Gender roles have never been more fuzzy: as more women enter the workforce and occupy more political, social, and cultural space, the breadwinner model of masculinity is phasing out, leaving nothing but an amorphous question mark in its place. What it means to be “male” in this world is changing just as rapidly as what it means to be “female,” and I can’t help but wonder, are men getting away with too much? With more women asking for recognition in the public sphere, do we feel guilty asking for too much in our personal lives, too?
The question emerged out of one of those long conversations with my best friend. We like to hatch things open, to delve into political and social conversations that range topically from Taylor Momsen, to romance, to American politics, to Lady Gaga’s new music video, to the Toronto Transit Commission.

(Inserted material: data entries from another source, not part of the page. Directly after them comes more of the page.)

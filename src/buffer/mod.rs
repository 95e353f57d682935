//! Write-behind batch buffer with dual size/age flush triggers.
//!
//! Rows are appended to the current [`Generation`] under a mutex. When the
//! generation reaches `max_entries` rows, or when the age timer ticks while
//! it is non-empty, it is swapped for a fresh one and handed to a background
//! worker that writes each key's rows as one bulk insert. Both triggers go
//! through the same locked swap, so a generation is flushed exactly once.
//!
//! There is no backpressure and no retry: `add` always succeeds, and a key
//! whose bulk insert fails is logged and dropped.

pub mod generation;

pub use generation::Generation;

use crate::core::{BufferConfig, Fingerprint, Result};
use chrono::{DateTime, Utc};
use futures::stream::{self, StreamExt};
use parking_lot::Mutex;
use serde::Serialize;
use std::sync::atomic::{AtomicU64, Ordering};
use std::sync::Arc;
use tokio::sync::{mpsc, oneshot};
use tokio::task::JoinHandle;
use tokio::time::{self, Instant, MissedTickBehavior};

/// Destination of flushed rows.
#[async_trait::async_trait]
pub trait FlushSink<T: Send + Sync>: Send + Sync {
    /// Writes all rows of one key as a single bulk insert.
    async fn write_rows(&self, key: Fingerprint, rows: &[T]) -> Result<()>;
}

/// Snapshot of buffer counters.
#[derive(Debug, Clone, Serialize)]
pub struct BufferStats {
    /// Buffer name, used in logs
    pub name: &'static str,
    /// Rows in the current (accepting) generation
    pub buffered: usize,
    /// Rows accepted since start
    pub total_added: u64,
    /// Rows written successfully
    pub total_flushed: u64,
    /// Rows lost to failed bulk inserts
    pub total_dropped: u64,
    /// Generations handed to the backend
    pub flush_count: u64,
    /// Per-key bulk inserts that failed
    pub failed_writes: u64,
    /// Completion time of the last flush
    pub last_flush: Option<DateTime<Utc>>,
}

#[derive(Default)]
struct Counters {
    added: AtomicU64,
    flushed: AtomicU64,
    dropped: AtomicU64,
    flushes: AtomicU64,
    failed_writes: AtomicU64,
    last_flush: Mutex<Option<DateTime<Utc>>>,
}

struct State<T> {
    current: Generation<T>,
    next_sequence: u64,
}

impl<T> State<T> {
    /// The single swap operation: replaces a non-empty generation with a
    /// fresh one and returns the old one. Callers must hold the state lock.
    fn swap_if_non_empty(&mut self) -> Option<Generation<T>> {
        if self.current.is_empty() {
            return None;
        }
        let next = Generation::new(self.next_sequence);
        self.next_sequence += 1;
        Some(std::mem::replace(&mut self.current, next))
    }
}

struct Shared<T> {
    name: &'static str,
    state: Mutex<State<T>>,
    counters: Counters,
}

impl<T> Shared<T> {
    fn rotate(&self) -> Option<Generation<T>> {
        self.state.lock().swap_if_non_empty()
    }
}

enum Command<T> {
    Flush(Generation<T>),
    Shutdown(oneshot::Sender<()>),
}

/// Generic write-behind buffer keyed by fingerprint.
pub struct BatchBuffer<T> {
    shared: Arc<Shared<T>>,
    config: BufferConfig,
    commands: mpsc::UnboundedSender<Command<T>>,
    worker: Mutex<Option<JoinHandle<()>>>,
}

impl<T: Send + Sync + 'static> BatchBuffer<T> {
    /// Creates the buffer and spawns its flush worker on the current tokio
    /// runtime.
    pub fn start(
        name: &'static str,
        config: BufferConfig,
        sink: Arc<dyn FlushSink<T>>,
    ) -> Self {
        let shared = Arc::new(Shared {
            name,
            state: Mutex::new(State {
                current: Generation::new(0),
                next_sequence: 1,
            }),
            counters: Counters::default(),
        });
        let (commands, rx) = mpsc::unbounded_channel();

        let worker = tokio::spawn(run_worker(Arc::clone(&shared), config.clone(), sink, rx));

        tracing::debug!(
            buffer = name,
            max_entries = config.max_entries,
            max_age_ms = config.max_age.as_millis() as u64,
            "Batch buffer started"
        );

        Self {
            shared,
            config,
            commands,
            worker: Mutex::new(Some(worker)),
        }
    }

    /// Appends a row under `key`. Never blocks on the backend and never
    /// fails; reaching `max_entries` hands the generation to the worker.
    pub fn add(&self, key: Fingerprint, row: T) {
        let full = {
            let mut state = self.shared.state.lock();
            state.current.push(key, row);
            if state.current.len() >= self.config.max_entries {
                state.swap_if_non_empty()
            } else {
                None
            }
        };
        self.shared.counters.added.fetch_add(1, Ordering::Relaxed);

        if let Some(generation) = full {
            tracing::debug!(
                buffer = self.shared.name,
                sequence = generation.sequence(),
                rows = generation.len(),
                "Size threshold reached"
            );
            self.dispatch(generation);
        }
    }

    /// Swaps out the current generation, if non-empty, and queues it for
    /// flushing. Returns true when a generation was queued.
    pub fn flush_now(&self) -> bool {
        match self.shared.rotate() {
            Some(generation) => {
                self.dispatch(generation);
                true
            },
            None => false,
        }
    }

    fn dispatch(&self, generation: Generation<T>) {
        let rows = generation.len();
        if self.commands.send(Command::Flush(generation)).is_err() {
            self.shared
                .counters
                .dropped
                .fetch_add(rows as u64, Ordering::Relaxed);
            tracing::error!(
                buffer = self.shared.name,
                rows,
                "Flush worker stopped, dropping generation"
            );
        }
    }

    /// Rows in the accepting generation
    pub fn len(&self) -> usize {
        self.shared.state.lock().current.len()
    }

    pub fn is_empty(&self) -> bool {
        self.len() == 0
    }

    /// Buffer thresholds
    pub fn config(&self) -> &BufferConfig {
        &self.config
    }

    /// Get current buffer statistics.
    pub fn stats(&self) -> BufferStats {
        let c = &self.shared.counters;
        BufferStats {
            name: self.shared.name,
            buffered: self.len(),
            total_added: c.added.load(Ordering::Relaxed),
            total_flushed: c.flushed.load(Ordering::Relaxed),
            total_dropped: c.dropped.load(Ordering::Relaxed),
            flush_count: c.flushes.load(Ordering::Relaxed),
            failed_writes: c.failed_writes.load(Ordering::Relaxed),
            last_flush: *c.last_flush.lock(),
        }
    }

    /// Flushes everything still buffered and stops the worker.
    ///
    /// Generations queued before the call are written first. Rows added
    /// after shutdown stay in memory and are never flushed.
    pub async fn shutdown(&self) -> Result<()> {
        let handle = self.worker.lock().take();
        let Some(handle) = handle else {
            return Ok(());
        };

        let (done_tx, done_rx) = oneshot::channel();
        if self.commands.send(Command::Shutdown(done_tx)).is_ok() {
            let _ = done_rx.await;
        }
        handle.await?;

        tracing::info!(buffer = self.shared.name, "Batch buffer drained");
        Ok(())
    }
}

impl<T> Drop for BatchBuffer<T> {
    fn drop(&mut self) {
        // Abort rather than leak the worker; call shutdown() to drain first
        if let Some(handle) = self.worker.lock().take() {
            handle.abort();
        }
    }
}

async fn run_worker<T: Send + Sync + 'static>(
    shared: Arc<Shared<T>>,
    config: BufferConfig,
    sink: Arc<dyn FlushSink<T>>,
    mut commands: mpsc::UnboundedReceiver<Command<T>>,
) {
    let mut ticker = time::interval_at(Instant::now() + config.max_age, config.max_age);
    ticker.set_missed_tick_behavior(MissedTickBehavior::Delay);

    loop {
        tokio::select! {
            command = commands.recv() => match command {
                Some(Command::Flush(generation)) => {
                    flush_generation(&shared, &sink, config.flush_concurrency, generation).await;
                },
                Some(Command::Shutdown(done)) => {
                    if let Some(generation) = shared.rotate() {
                        flush_generation(&shared, &sink, config.flush_concurrency, generation).await;
                    }
                    let _ = done.send(());
                    break;
                },
                None => break,
            },
            _ = ticker.tick() => {
                if let Some(generation) = shared.rotate() {
                    tracing::debug!(
                        buffer = shared.name,
                        sequence = generation.sequence(),
                        rows = generation.len(),
                        age_ms = generation.age().as_millis() as u64,
                        "Age threshold reached"
                    );
                    flush_generation(&shared, &sink, config.flush_concurrency, generation).await;
                }
            },
        }
    }
}

/// Writes every key of a frozen generation. A failing key is logged and
/// counted; the remaining keys are still written.
async fn flush_generation<T: Send + Sync + 'static>(
    shared: &Shared<T>,
    sink: &Arc<dyn FlushSink<T>>,
    concurrency: usize,
    generation: Generation<T>,
) {
    let sequence = generation.sequence();
    let total_rows = generation.len();
    let keys = generation.key_count();
    let started = std::time::Instant::now();
    let counters = &shared.counters;
    let name = shared.name;

    stream::iter(generation.into_batches())
        .for_each_concurrent(concurrency, |(key, rows)| async move {
            match sink.write_rows(key, &rows).await {
                Ok(()) => {
                    counters
                        .flushed
                        .fetch_add(rows.len() as u64, Ordering::Relaxed);
                },
                Err(e) => {
                    counters.failed_writes.fetch_add(1, Ordering::Relaxed);
                    counters
                        .dropped
                        .fetch_add(rows.len() as u64, Ordering::Relaxed);
                    tracing::error!(
                        buffer = name,
                        fingerprint = %key,
                        rows = rows.len(),
                        category = e.category(),
                        "Bulk insert failed: {}",
                        e
                    );
                },
            }
        })
        .await;

    counters.flushes.fetch_add(1, Ordering::Relaxed);
    *counters.last_flush.lock() = Some(Utc::now());

    tracing::debug!(
        buffer = name,
        sequence,
        rows = total_rows,
        keys,
        elapsed_ms = started.elapsed().as_millis() as u64,
        "Flushed generation"
    );
}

On this particular occasion, we were discussing men. (Well, boys, actually, as we reserve the word “men” for those gentlefolk of a certain stature and aptitude). She was stressing over a boy who hadn’t called her back. I’d witness the whole romance unfold, and while I told her she was worrying needlessly, she replied with a line that struck me like a thunderbolt: “I wasn’t even looking for a relationship or anything ...”
Then and there it hit me—when did our standards get so dammed low? Here we were, two educated, attractive, and competent young women, who are struggling to find male companions of our caliber.
I wouldn’t consider myself or my friend high maintenance when it comes to men: we don’t expect flowers or presents, but we do expect respect, manners, and the occasional door held open (guys, it’s called gentility, and it goes a long way).
While neither of us are seeking “love” per-say, I’d be lying to say we’re not aiming to foster real and meaningful relationships with men. But it seems the more we search, the more we’re disappointed. At some point in our quest for real men, we’ve lowered our standards, and we’re guilty of accepting less than quality people into our lives.
Somewhere along the way in the history of women’s liberation, we made a huge mistake: we raised our expectations of ourselves but we never asked anything of men except for their tolerance; Tolerate us in law school, we said, tolerate our voices in the media, and tolerate our vote. Feminism fostered an ethos of tolerance towards women, but did it ever establish a tone of acceptance—or better yet, camaraderie?
Ladies—it’s time to raise the bar: I truly believe that you teach people how to treat you, and we need to teach men that’s it’s high time to man up.